There is a low "whirling" sound when the fan is running.

Are all MX-1 fans relatively loud??

Anyone used an MX-1 with the fan disconnected?? Any hard drive overheating issues?

Thanks,

mchiles


----------



## fritolayguy (Oct 31, 2002)

I have the same setup, and I turned the fan off it got so noisy. I have had the fan off for going on two weeks with no issues. The drive seems to be about as hot as it was with the fan off. 

Of course, this is just one person's experience...just my 2c...


----------



## mchiles (Jul 13, 2007)

fritolayguy,

After you unhooked the MX-1's fan, did you leave the top off the MX-1 to let the drive radiate heat into the air instead of plastic?


----------



## richsadams (Jan 4, 2003)

This post should probably go in this thread to get a good response:

http://www.tivocommunity.com/tivo-vb/showthread.php?t=350510

FWIW our MX-1 fan is very quiet. Sounds as if there's a problem if you can hear it more than a foot away or so (bad bearings?). They have a six year warranty. I'd order a replacement and send the one you have back for credit.

To preserve your recordings when you replace it you should unplug TiVo, then unplug your eSATA drive. Swap out the HDD, plug it back into TiVo, power it up and then power up TiVo.

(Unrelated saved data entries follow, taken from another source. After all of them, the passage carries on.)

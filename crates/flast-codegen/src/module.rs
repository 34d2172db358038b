// SPDX-License-Identifier: (MIT OR Apache-2.0)

//! Cranelift module setup and code generation orchestration.
//!
//! A `CodeGenerator` owns one `ObjectModule` and produces one object file.
//! `compile_program` drives the whole two-pass lowering of a unit: structs
//! first so forward references resolve, then imports (recursing through
//! the resolver to produce per-module objects), then functions in source
//! order.

use std::collections::HashMap;
use std::path::{Path, PathBuf};

use cranelift::prelude::*;
use cranelift_codegen::verifier::verify_function;
use cranelift_codegen::Context;
use cranelift_frontend::FunctionBuilderContext;
use cranelift_module::{FuncId, Linkage, Module};
use cranelift_object::{ObjectBuilder, ObjectModule};

use flast_ast::decl::{Decl, DeclKind, FnDecl, StructDecl};
use flast_ast::expr::Expr;
use flast_ast::types::{TypeDesc, TypeTag};
use flast_ast::Program;
use flast_diagnostics::{DiagKind, Diagnostic, DiagnosticSink};
use flast_resolve::{cache, ModuleResolver};

use crate::builder::FnLowerer;
use crate::types::StructLayout;
use crate::{CodegenError, CodegenResult};

/// Controls debug info and optimization at the link step.
#[derive(Clone, Copy, Debug, PartialEq, Eq)]
pub enum BuildMode {
    Debug,
    Release,
}

/// One declared parameter as the call-site sees it: its type and, when
/// present, the default expression that makes it optional.
#[derive(Clone)]
pub struct ParamSig {
    pub ty: TypeDesc,
    pub default: Option<Expr>,
}

/// A function's signature as tracked for call lowering.
#[derive(Clone)]
pub struct FnSig {
    pub params: Vec<ParamSig>,
    /// `Void`-tagged when the function returns nothing.
    pub ret: TypeDesc,
}

pub struct CodeGenerator {
    pub(crate) module: ObjectModule,
    ctx: Context,
    flags: settings::Flags,
    pub(crate) func_ids: HashMap<String, FuncId>,
    pub(crate) func_sigs: HashMap<String, FnSig>,
    pub(crate) struct_layouts: HashMap<String, StructLayout>,
    pub(crate) string_data: HashMap<String, cranelift_module::DataId>,
    pub(crate) string_counter: usize,
    /// Only the entry unit treats `main` as the process entry point.
    entry_unit: bool,
    dump_ir: bool,
    ir_texts: Vec<String>,
}

impl CodeGenerator {
    pub fn new(name: &str, mode: BuildMode, entry_unit: bool, dump_ir: bool) -> CodegenResult<Self> {
        let mut flag_builder = settings::builder();
        let opt = match mode {
            BuildMode::Debug => "none",
            BuildMode::Release => "speed",
        };
        flag_builder
            .set("opt_level", opt)
            .map_err(|e| CodegenError::Cranelift(e.to_string()))?;
        let flags = settings::Flags::new(flag_builder);

        let isa_builder =
            cranelift_native::builder().map_err(|e| CodegenError::Cranelift(e.to_string()))?;
        let isa = isa_builder
            .finish(flags.clone())
            .map_err(|e| CodegenError::Cranelift(e.to_string()))?;

        let builder = ObjectBuilder::new(isa, name, cranelift_module::default_libcall_names())
            .map_err(|e| CodegenError::Cranelift(e.to_string()))?;
        let module = ObjectModule::new(builder);

        Ok(CodeGenerator {
            module,
            ctx: Context::new(),
            flags,
            func_ids: HashMap::new(),
            func_sigs: HashMap::new(),
            struct_layouts: HashMap::new(),
            string_data: HashMap::new(),
            string_counter: 0,
            entry_unit,
            dump_ir,
            ir_texts: Vec::new(),
        })
    }

    /// Register the standard runtime externals with their canonical
    /// signatures. These are the targets of lowered built-in constructs.
    pub fn declare_runtime_functions(&mut self) -> CodegenResult<()> {
        // printf is variadic; it is declared with its fixed leading
        // parameter and called through call_indirect with a per-call-site
        // signature.
        self.declare_external("printf", &[types::I64], Some(types::I32))?;
        self.declare_external("strlen", &[types::I64], Some(types::I64))?;
        self.declare_external("strstr", &[types::I64, types::I64], Some(types::I64))?;
        self.declare_external("atoi", &[types::I64], Some(types::I32))?;
        self.declare_external("atoll", &[types::I64], Some(types::I64))?;
        self.declare_external("atof", &[types::I64], Some(types::F64))?;
        self.declare_external("malloc", &[types::I64], Some(types::I64))?;
        self.declare_external("free", &[types::I64], None)?;
        Ok(())
    }

    fn declare_external(
        &mut self,
        name: &str,
        params: &[Type],
        ret: Option<Type>,
    ) -> CodegenResult<()> {
        let mut sig = self.module.make_signature();
        for &p in params {
            sig.params.push(AbiParam::new(p));
        }
        if let Some(r) = ret {
            sig.returns.push(AbiParam::new(r));
        }
        let id = self
            .module
            .declare_function(name, Linkage::Import, &sig)
            .map_err(|e| CodegenError::Cranelift(e.to_string()))?;
        self.func_ids.insert(name.to_string(), id);
        Ok(())
    }

    /// Pass 1: pre-declare a struct so later references resolve forward.
    pub fn declare_struct(&mut self, decl: &StructDecl) {
        let layout = StructLayout::for_decl(decl);
        self.struct_layouts.insert(decl.name.clone(), layout);
    }

    /// The function's lowered Cranelift signature plus its call-site view.
    fn signature_for(&mut self, f: &FnDecl) -> CodegenResult<(Signature, FnSig)> {
        let mut sig = self.module.make_signature();
        let mut params = Vec::with_capacity(f.params.len());
        for param in &f.params {
            sig.params.push(AbiParam::new(crate::types::clif_type(&param.ty)?));
            params.push(ParamSig { ty: param.ty.clone(), default: param.default.clone() });
        }

        let ret = if self.entry_unit && f.name == "main" {
            // The entry `main` is the C entry point; its exit status must
            // be defined.
            TypeDesc::simple(TypeTag::I32)
        } else if f.is_constructor() {
            TypeDesc::simple(TypeTag::SelfTy)
        } else {
            f.ret_ty.clone().unwrap_or_else(|| TypeDesc::simple(TypeTag::Void))
        };
        if !ret.is_void() {
            sig.returns.push(AbiParam::new(crate::types::clif_type(&ret)?));
        }

        Ok((sig, FnSig { params, ret }))
    }

    /// Declare a function in the object module.
    pub fn declare_function(&mut self, f: &FnDecl, linkage: Linkage) -> CodegenResult<FuncId> {
        let (sig, fn_sig) = self.signature_for(f)?;
        let id = self
            .module
            .declare_function(&f.name, linkage, &sig)
            .map_err(|e| CodegenError::Cranelift(e.to_string()))?;
        self.func_ids.insert(f.name.clone(), id);
        self.func_sigs.insert(f.name.clone(), fn_sig);
        Ok(id)
    }

    /// Lower and define a declared function's body, then run the CLIF
    /// verifier. A verification failure discards the partial function.
    pub fn define_function(&mut self, f: &FnDecl) -> CodegenResult<()> {
        let func_id = *self
            .func_ids
            .get(&f.name)
            .ok_or_else(|| CodegenError::Lowering(format!("function '{}' was not declared", f.name)))?;
        let (sig, fn_sig) = self.signature_for(f)?;

        self.ctx.clear();
        self.ctx.func.signature = sig;

        {
            let Self {
                module,
                ctx,
                func_ids,
                func_sigs,
                struct_layouts,
                string_data,
                string_counter,
                ..
            } = self;
            let mut builder_ctx = FunctionBuilderContext::new();
            let builder = FunctionBuilder::new(&mut ctx.func, &mut builder_ctx);
            let lowerer = FnLowerer::new(
                builder,
                module,
                func_ids,
                func_sigs,
                struct_layouts,
                string_data,
                string_counter,
                fn_sig.ret.clone(),
                f.is_constructor(),
            );
            lowerer.lower(f)?;
        }

        if let Err(errors) = verify_function(&self.ctx.func, &self.flags) {
            let detail = errors.to_string();
            self.ctx.clear();
            return Err(CodegenError::Verification { name: f.name.clone(), detail });
        }

        if self.dump_ir {
            self.ir_texts.push(format!("{}", self.ctx.func.display()));
        }

        self.module
            .define_function(func_id, &mut self.ctx)
            .map_err(|e| CodegenError::Cranelift(e.to_string()))?;
        Ok(())
    }

    /// The textual CLIF of every lowered function, for `--ir`.
    pub fn ir_text(&self) -> String {
        self.ir_texts.join("\n")
    }

    /// Emit the object file. Consumes self because finish() takes
    /// ownership of the module.
    pub fn emit_object(self, path: &Path) -> CodegenResult<()> {
        let product = self.module.finish();
        let bytes = product
            .emit()
            .map_err(|e| CodegenError::Cranelift(e.to_string()))?;
        std::fs::write(path, bytes)?;
        Ok(())
    }
}

/// The result of compiling a unit: where its object landed and the CLIF
/// text collected for `--ir`.
pub struct CompiledUnit {
    pub object_path: PathBuf,
    pub ir_text: String,
}

/// Compile the entry program to its object in `.build/cache/<stem>.o`,
/// driving per-module object generation through the resolver.
pub fn compile_program(
    program: &Program,
    source_path: &Path,
    cache_dir: &Path,
    resolver: &mut ModuleResolver,
    mode: BuildMode,
    dump_ir: bool,
    sink: &mut DiagnosticSink,
) -> CodegenResult<CompiledUnit> {
    let stem = source_stem(source_path);
    let object_path = cache_dir.join(format!("{}.o", stem));
    let ir_text = lower_unit(
        program,
        source_path,
        resolver,
        mode,
        dump_ir,
        sink,
        &object_path,
        true,
    )?;
    Ok(CompiledUnit { object_path, ir_text })
}

/// Lower one compilation unit (the entry program or one imported module)
/// into its own object file.
#[allow(clippy::too_many_arguments)]
fn lower_unit(
    program: &Program,
    source_path: &Path,
    resolver: &mut ModuleResolver,
    mode: BuildMode,
    dump_ir: bool,
    sink: &mut DiagnosticSink,
    object_out: &Path,
    is_entry: bool,
) -> CodegenResult<String> {
    let stem = source_stem(source_path);
    let mut gen = CodeGenerator::new(&stem, mode, is_entry, dump_ir)?;
    gen.declare_runtime_functions()?;

    let decls = flatten_decls(&program.decls);

    // Pass 1: declare aggregate types so later references resolve forward.
    for decl in &decls {
        if let DeclKind::Struct(s) = &decl.kind {
            gen.declare_struct(s);
        }
    }

    // Pass 2a: process imports, generating each imported module's object
    // and declaring its selected public functions in this unit.
    let source_dir = source_path.parent().unwrap_or(Path::new(".")).to_path_buf();
    for decl in &decls {
        let DeclKind::Import(import) = &decl.kind else {
            continue;
        };
        let Some(abs) = resolver.resolve_path(&import.path, &source_dir) else {
            continue;
        };
        let loaded = match resolver.load(&abs) {
            Ok(loaded) => loaded,
            Err(e) => {
                sink.report(
                    Diagnostic::error(DiagKind::CompilationFailed, e.to_string())
                        .with_span(decl.span),
                );
                continue;
            }
        };

        // Ensure the module's object artifact exists and is current.
        let object = loaded.cache_dir.join(cache::object_file_name(&abs));
        let already_built = resolver.object_for(&abs).is_some();
        let reusable = loaded.fresh && cache::entry_is_fresh(&object, &abs);
        if !already_built && !reusable {
            if !resolver.enter(&abs) {
                sink.report(
                    Diagnostic::error(
                        DiagKind::CircularDependency,
                        format!("circular import of \"{}\"", import.path),
                    )
                    .with_span(decl.span),
                );
                continue;
            }
            std::fs::create_dir_all(&loaded.cache_dir)?;
            let result = lower_unit(
                &loaded.program.clone(),
                &abs,
                resolver,
                mode,
                false,
                sink,
                &object,
                false,
            );
            resolver.leave(&abs);
            result?;
        }
        resolver.record_object(&abs, object);

        // Bring the selected public functions into this compilation unit.
        for f in ModuleResolver::select_imports(import, &loaded.program) {
            gen.declare_function(f, Linkage::Import)?;
        }
    }

    // Pass 2b: declare all functions first for forward references, then
    // lower bodies in source order.
    let functions = collect_functions(&decls);
    for f in &functions {
        let linkage = if f.body.is_some() {
            Linkage::Export
        } else {
            Linkage::Import
        };
        gen.declare_function(f, linkage)?;
    }
    for f in &functions {
        if f.body.is_some() {
            gen.define_function(f)?;
        }
    }

    let ir_text = gen.ir_text();
    gen.emit_object(object_out)?;
    Ok(ir_text)
}

fn source_stem(path: &Path) -> String {
    path.file_stem()
        .map(|s| s.to_string_lossy().into_owned())
        .unwrap_or_else(|| "out".to_string())
}

/// Flatten inline `mod` declarations into one declaration list.
fn flatten_decls(decls: &[Decl]) -> Vec<&Decl> {
    let mut out = Vec::new();
    for decl in decls {
        match &decl.kind {
            DeclKind::Module(m) => out.extend(flatten_decls(&m.decls)),
            _ => out.push(decl),
        }
    }
    out
}

/// Every lowerable function of the unit: free functions plus the methods
/// of impl blocks, which lower as free functions under their own names.
fn collect_functions<'a>(decls: &[&'a Decl]) -> Vec<&'a FnDecl> {
    let mut out = Vec::new();
    for decl in decls {
        match &decl.kind {
            DeclKind::Function(f) => out.push(f),
            DeclKind::Impl(i) => out.extend(i.methods.iter()),
            _ => {}
        }
    }
    out
}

Or if you have the drive placed in a well ventilated area you can probably run it w/o the fan, but that really depends on the HDD. Some (WD in particular) run very hot. Seagate DB35's are probably the coolest.


----------



## George Cifranci (Jan 30, 2003)

I can't even hear my MX-1's fan.


----------



## keenanSR (Oct 13, 2004)

I can hear mine from about 2' away which means it's a non-issue for me. That's with an Hitachi 1-TB drive in it.


----------



## mchiles (Jul 13, 2007)

The Hitachi is very quiet. You can't hear it over the MX-1 fan!!!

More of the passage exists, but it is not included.